Exact copies of all records below are needed.

BEGIN DATA UNDER STUDY

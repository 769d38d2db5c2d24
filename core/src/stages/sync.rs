//! Per-resource sync: apply each managed resource's desired fields.
//!
//! A `ResourceSyncStage` owns a fixed list of templates. Each template names
//! one object and writes only the spec fields it owns, so fields written by
//! other actors survive and a second apply of an unchanged specification is
//! a no-op.

use serde_json::json;
use tracing::info;

use crate::convergence::apply::{Applier, ApplyResult};
use crate::error::{ReconcileError, ReconcileResult};
use crate::model;
use crate::store::ObjectStore;
use crate::types::context::Context;
use crate::types::object::{ManagedObject, ObjectRef};
use crate::types::spec::Observability;
use crate::types::status::{ObservabilityStatus, StageOutcome};

use super::{delete_in_order, Stage};

/// Desired shape of one managed object.
pub trait ResourceTemplate {
    fn identity(&self, cr: &Observability) -> ObjectRef;

    /// Write the fields this template owns onto `obj`.
    fn render(&self, cr: &Observability, obj: &mut ManagedObject) -> ReconcileResult<()>;
}

fn mark_managed(obj: &mut ManagedObject) {
    obj.labels.insert(
        model::MANAGED_BY_LABEL.to_string(),
        model::MANAGED_BY_VALUE.to_string(),
    );
}

fn apply_scheduling(cr: &Observability, obj: &mut ManagedObject) {
    if let Some(t) = &cr.spec.tolerations {
        obj.set_spec_field("tolerations", t.clone());
    }
    if let Some(a) = &cr.spec.affinity {
        obj.set_spec_field("affinity", a.clone());
    }
}

/// Dashboard service.
#[derive(Debug, Default)]
pub struct GrafanaTemplate;

impl ResourceTemplate for GrafanaTemplate {
    fn identity(&self, cr: &Observability) -> ObjectRef {
        model::grafana(cr)
    }

    fn render(&self, cr: &Observability, obj: &mut ManagedObject) -> ReconcileResult<()> {
        mark_managed(obj);
        obj.set_spec_field(
            "config",
            json!({
                "log": { "mode": "console", "level": "warn" },
                "auth": { "disable_login_form": false, "disable_signout_menu": true },
                "auth.basic": { "enabled": true },
                "auth.anonymous": { "enabled": true },
            }),
        );
        if let Some(image) = model::grafana_image(cr.spec.grafana_version.as_deref()) {
            obj.set_spec_field("baseImage", json!(image));
        }
        obj.set_spec_field(
            "deployment",
            json!({
                "replicas": 1,
                "priorityClassName": model::PRIORITY_CLASS_NAME,
                "annotations": { "cluster-autoscaler.kubernetes.io/safe-to-evict": "true" },
            }),
        );
        obj.set_spec_field(
            "ingress",
            json!({ "enabled": true, "targetPort": "grafana-proxy", "termination": "reencrypt" }),
        );
        obj.set_spec_field("secrets", json!(["grafana-k8s-tls", "grafana-k8s-proxy"]));
        obj.set_spec_field(
            "dashboardLabelSelector",
            json!([{ "matchLabels": { "app": model::GRAFANA_DEFAULT_NAME } }]),
        );
        apply_scheduling(cr, obj);
        Ok(())
    }
}

/// Alert router.
#[derive(Debug, Default)]
pub struct AlertmanagerTemplate;

impl ResourceTemplate for AlertmanagerTemplate {
    fn identity(&self, cr: &Observability) -> ObjectRef {
        model::alertmanager(cr)
    }

    fn render(&self, cr: &Observability, obj: &mut ManagedObject) -> ReconcileResult<()> {
        mark_managed(obj);
        let config_secret = match cr.alertmanager_config_secret() {
            Some(name) => name.to_string(),
            None => model::alertmanager_secret(cr).name,
        };
        obj.set_spec_field("configSecret", json!(config_secret));
        obj.set_spec_field("serviceAccountName", json!(model::alertmanager_name(cr)));
        obj.set_spec_field("replicas", json!(1));
        obj.set_spec_field("priorityClassName", json!(model::PRIORITY_CLASS_NAME));
        apply_scheduling(cr, obj);
        Ok(())
    }
}

/// Metrics engine.
#[derive(Debug, Default)]
pub struct PrometheusTemplate;

impl ResourceTemplate for PrometheusTemplate {
    fn identity(&self, cr: &Observability) -> ObjectRef {
        model::prometheus(cr)
    }

    fn render(&self, cr: &Observability, obj: &mut ManagedObject) -> ReconcileResult<()> {
        mark_managed(obj);
        obj.set_spec_field("serviceAccountName", json!(model::prometheus_name(cr)));
        obj.set_spec_field(
            "alerting",
            json!({ "alertmanagers": [{
                "namespace": cr.namespace,
                "name": model::alertmanager_name(cr),
                "port": "web",
            }]}),
        );
        obj.set_spec_field("replicas", json!(1));
        obj.set_spec_field("priorityClassName", json!(model::PRIORITY_CLASS_NAME));
        obj.set_spec_field("remoteWriteEnabled", json!(!cr.observatorium_disabled()));
        apply_scheduling(cr, obj);
        Ok(())
    }
}

/// Log shipper.
#[derive(Debug, Default)]
pub struct PromtailTemplate;

impl ResourceTemplate for PromtailTemplate {
    fn identity(&self, cr: &Observability) -> ObjectRef {
        model::promtail(cr)
    }

    fn render(&self, cr: &Observability, obj: &mut ManagedObject) -> ReconcileResult<()> {
        let mut args = vec!["-config.file=/etc/promtail/promtail.yaml".to_string()];
        for arg in &cr.spec.log_shipper_args {
            if !arg.starts_with('-') {
                return Err(ReconcileError::render(
                    &obj.identity,
                    format!("log shipper argument {:?} is not a flag", arg),
                ));
            }
            args.push(arg.clone());
        }
        mark_managed(obj);
        obj.set_spec_field("image", json!(model::PROMTAIL_IMAGE));
        obj.set_spec_field("args", json!(args));
        obj.set_spec_field("serviceAccountName", json!(model::PROMTAIL_DEFAULT_NAME));
        apply_scheduling(cr, obj);
        Ok(())
    }
}

/// Applies a fixed list of resource templates through the applier.
pub struct ResourceSyncStage {
    name: String,
    applier: Applier,
    templates: Vec<Box<dyn ResourceTemplate>>,
}

impl ResourceSyncStage {
    pub fn new(name: &str, applier: Applier, templates: Vec<Box<dyn ResourceTemplate>>) -> Self {
        ResourceSyncStage {
            name: name.to_string(),
            applier,
            templates,
        }
    }

    pub fn grafana(applier: Applier) -> Self {
        Self::new("grafana", applier, vec![Box::new(GrafanaTemplate)])
    }

    pub fn alertmanager(applier: Applier) -> Self {
        Self::new("alertmanager", applier, vec![Box::new(AlertmanagerTemplate)])
    }

    pub fn prometheus(applier: Applier) -> Self {
        Self::new("prometheus", applier, vec![Box::new(PrometheusTemplate)])
    }

    pub fn promtail(applier: Applier) -> Self {
        Self::new("promtail", applier, vec![Box::new(PromtailTemplate)])
    }
}

impl Stage for ResourceSyncStage {
    fn name(&self) -> &str {
        &self.name
    }

    fn reconcile(
        &self,
        store: &dyn ObjectStore,
        ctx: &Context,
        cr: &Observability,
        _status: &mut ObservabilityStatus,
    ) -> ReconcileResult<StageOutcome> {
        for template in &self.templates {
            let identity = template.identity(cr);
            let result = self
                .applier
                .apply(store, ctx, &identity, |obj| template.render(cr, obj))?;
            if result != ApplyResult::Unchanged {
                info!(stage = %self.name, object = %identity, ?result, "synced");
            }
        }
        Ok(StageOutcome::Success)
    }

    fn cleanup(
        &self,
        store: &dyn ObjectStore,
        ctx: &Context,
        cr: &Observability,
    ) -> ReconcileResult<StageOutcome> {
        let ids: Vec<ObjectRef> = self.templates.iter().map(|t| t.identity(cr)).collect();
        delete_in_order(store, ctx, &ids)?;
        Ok(StageOutcome::Success)
    }
}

END DATA UNDER STUDY

REPLY ->
repository 769d38d2db5c2d24
filename core/src/stages/sync.rs
//! Per-resource sync: apply each managed resource's desired fields.
//!
//! A `ResourceSyncStage` owns a fixed list of templates. Each template names
//! one object and writes only the spec fields it owns, so fields written by
//! other actors survive and a second apply of an unchanged specification is
//! a no-op.

use serde_json::json;
use tracing::info;

use crate::convergence::apply::{Applier, ApplyResult};
use crate::error::{ReconcileError, ReconcileResult};
use crate::model;
use crate::store::ObjectStore;
use crate::types::context::Context;
use crate::types::object::{ManagedObject, ObjectRef};
use crate::types::spec::Observability;
use crate::types::status::{ObservabilityStatus, StageOutcome};

use super::{delete_in_order, Stage};

/// Desired shape of one managed object.
pub trait ResourceTemplate {
    fn identity(&self, cr: &Observability) -> ObjectRef;

    /// Write the fields this template owns onto `obj`.
    fn render(&self, cr: &Observability, obj: &mut ManagedObject) -> ReconcileResult<()>;
}

fn mark_managed(obj: &mut ManagedObject) {
    obj.labels.insert(
        model::MANAGED_BY_LABEL.to_string(),
        model::MANAGED_BY_VALUE.to_string(),
    );
}

fn apply_scheduling(cr: &Observability, obj: &mut ManagedObject) {
    if let Some(t) = &cr.spec.tolerations {
        obj.set_spec_field("tolerations", t.clone());
    }
    if let Some(a) = &cr.spec.affinity {
        obj.set_spec_field("affinity", a.clone());
    }
}

/// Dashboard service.
#[derive(Debug, Default)]
pub struct GrafanaTemplate;

impl ResourceTemplate for GrafanaTemplate {
    fn identity(&self, cr: &Observability) -> ObjectRef {
        model::grafana(cr)
    }

    fn render(&self, cr: &Observability, obj: &mut ManagedObject) -> ReconcileResult<()> {
        mark_managed(obj);
        obj.set_spec_field(
            "config",
            json!({
                "log": { "mode": "console", "level": "warn" },
                "auth": { "disable_login_form": false, "disable_signout_menu": true },
                "auth.basic": { "enabled": true },
                "auth.anonymous": { "enabled": true },
            }),
        );
        if let Some(image) = model::grafana_image(cr.spec.grafana_version.as_deref()) {
            obj.set_spec_field("baseImage", json!(image));
        }
        obj.set_spec_field(
            "deployment",
            json!({
                "replicas": 1,
                "priorityClassName": model::PRIORITY_CLASS_NAME,
                "annotations": { "cluster-autoscaler.kubernetes.io/safe-to-evict": "true" },
            }),
        );
        obj.set_spec_field(
            "ingress",
            json!({ "enabled": true, "targetPort": "grafana-proxy", "termination": "reencrypt" }),
        );
        obj.set_spec_field("secrets", json!(["grafana-k8s-tls", "grafana-k8s-proxy"]));
        obj.set_spec_field(
            "dashboardLabelSelector",
            json!([{ "matchLabels": { "app": model::GRAFANA_DEFAULT_NAME } }]),
        );
        apply_scheduling(cr, obj);
        Ok(())
    }
}

/// Alert router.
#[derive(Debug, Default)]
pub struct AlertmanagerTemplate;

impl ResourceTemplate for AlertmanagerTemplate {
    fn identity(&self, cr: &Observability) -> ObjectRef {
        model::alertmanager(cr)
    }

    fn render(&self, cr: &Observability, obj: &mut ManagedObject) -> ReconcileResult<()> {
        mark_managed(obj);
        let config_secret = match cr.alertmanager_config_secret() {
            Some(name) => name.to_string(),
            None => model::alertmanager_secret(cr).name,
        };
        obj.set_spec_field("configSecret", json!(config_secret));
        obj.set_spec_field("serviceAccountName", json!(model::alertmanager_name(cr)));
        obj.set_spec_field("replicas", json!(1));
        obj.set_spec_field("priorityClassName", json!(model::PRIORITY_CLASS_NAME));
        apply_scheduling(cr, obj);
        Ok(())
    }
}

/// Metrics engine.
#[derive(Debug, Default)]
pub struct PrometheusTemplate;

impl ResourceTemplate for PrometheusTemplate {
    fn identity(&self, cr: &Observability) -> ObjectRef {
        model::prometheus(cr)
    }

    fn render(&self, cr: &Observability, obj: &mut ManagedObject) -> ReconcileResult<()> {
        mark_managed(obj);
        obj.set_spec_field("serviceAccountName", json!(model::prometheus_name(cr)));
        obj.set_spec_field(
            "alerting",
            json!({ "alertmanagers": [{
                "namespace": cr.namespace,
                "name": model::alertmanager_name(cr),
                "port": "web",
            }]}),
        );
        obj.set_spec_field("replicas", json!(1));
        obj.set_spec_field("priorityClassName", json!(model::PRIORITY_CLASS_NAME));
        obj.set_spec_field("remoteWriteEnabled", json!(!cr.observatorium_disabled()));
        apply_scheduling(cr, obj);
        Ok(())
    }
}

/// Log shipper.
#[derive(Debug, Default)]
pub struct PromtailTemplate;

impl ResourceTemplate for PromtailTemplate {
    fn identity(&self, cr: &Observability) -> ObjectRef {
        model::promtail(cr)
    }

    fn render(&self, cr: &Observability, obj: &mut ManagedObject) -> ReconcileResult<()> {
        let mut args = vec!["-config.file=/etc/promtail/promtail.yaml".to_string()];
        for arg in &cr.spec.log_shipper_args {
            if !arg.starts_with('-') {
                return Err(ReconcileError::render(
                    &obj.identity,
                    format!("log shipper argument {:?} is not a flag", arg),
                ));
            }
            args.push(arg.clone());
        }
        mark_managed(obj);
        obj.set_spec_field("image", json!(model::PROMTAIL_IMAGE));
        obj.set_spec_field("args", json!(args));
        obj.set_spec_field("serviceAccountName", json!(model::PROMTAIL_DEFAULT_NAME));
        apply_scheduling(cr, obj);
        Ok(())
    }
}

/// Applies a fixed list of resource templates through the applier.
pub struct ResourceSyncStage {
    name: String,
    applier: Applier,
    templates: Vec<Box<dyn ResourceTemplate>>,
}

impl ResourceSyncStage {
    pub fn new(name: &str, applier: Applier, templates: Vec<Box<dyn ResourceTemplate>>) -> Self {
        ResourceSyncStage {
            name: name.to_string(),
            applier,
            templates,
        }
    }

    pub fn grafana(applier: Applier) -> Self {
        Self::new("grafana", applier, vec![Box::new(GrafanaTemplate)])
    }

    pub fn alertmanager(applier: Applier) -> Self {
        Self::new("alertmanager", applier, vec![Box::new(AlertmanagerTemplate)])
    }

    pub fn prometheus(applier: Applier) -> Self {
        Self::new("prometheus", applier, vec![Box::new(PrometheusTemplate)])
    }

    pub fn promtail(applier: Applier) -> Self {
        Self::new("promtail", applier, vec![Box::new(PromtailTemplate)])
    }
}

impl Stage for ResourceSyncStage {
    fn name(&self) -> &str {
        &self.name
    }

    fn reconcile(
        &self,
        store: &dyn ObjectStore,
        ctx: &Context,
        cr: &Observability,
        _status: &mut ObservabilityStatus,
    ) -> ReconcileResult<StageOutcome> {
        for template in &self.templates {
            let identity = template.identity(cr);
            let result = self
                .applier
                .apply(store, ctx, &identity, |obj| template.render(cr, obj))?;
            if result != ApplyResult::Unchanged {
                info!(stage = %self.name, object = %identity, ?result, "synced");
            }
        }
        Ok(StageOutcome::Success)
    }

    fn cleanup(
        &self,
        store: &dyn ObjectStore,
        ctx: &Context,
        cr: &Observability,
    ) -> ReconcileResult<StageOutcome> {
        let ids: Vec<ObjectRef> = self.templates.iter().map(|t| t.identity(cr)).collect();
        delete_in_order(store, ctx, &ids)?;
        Ok(StageOutcome::Success)
    }
}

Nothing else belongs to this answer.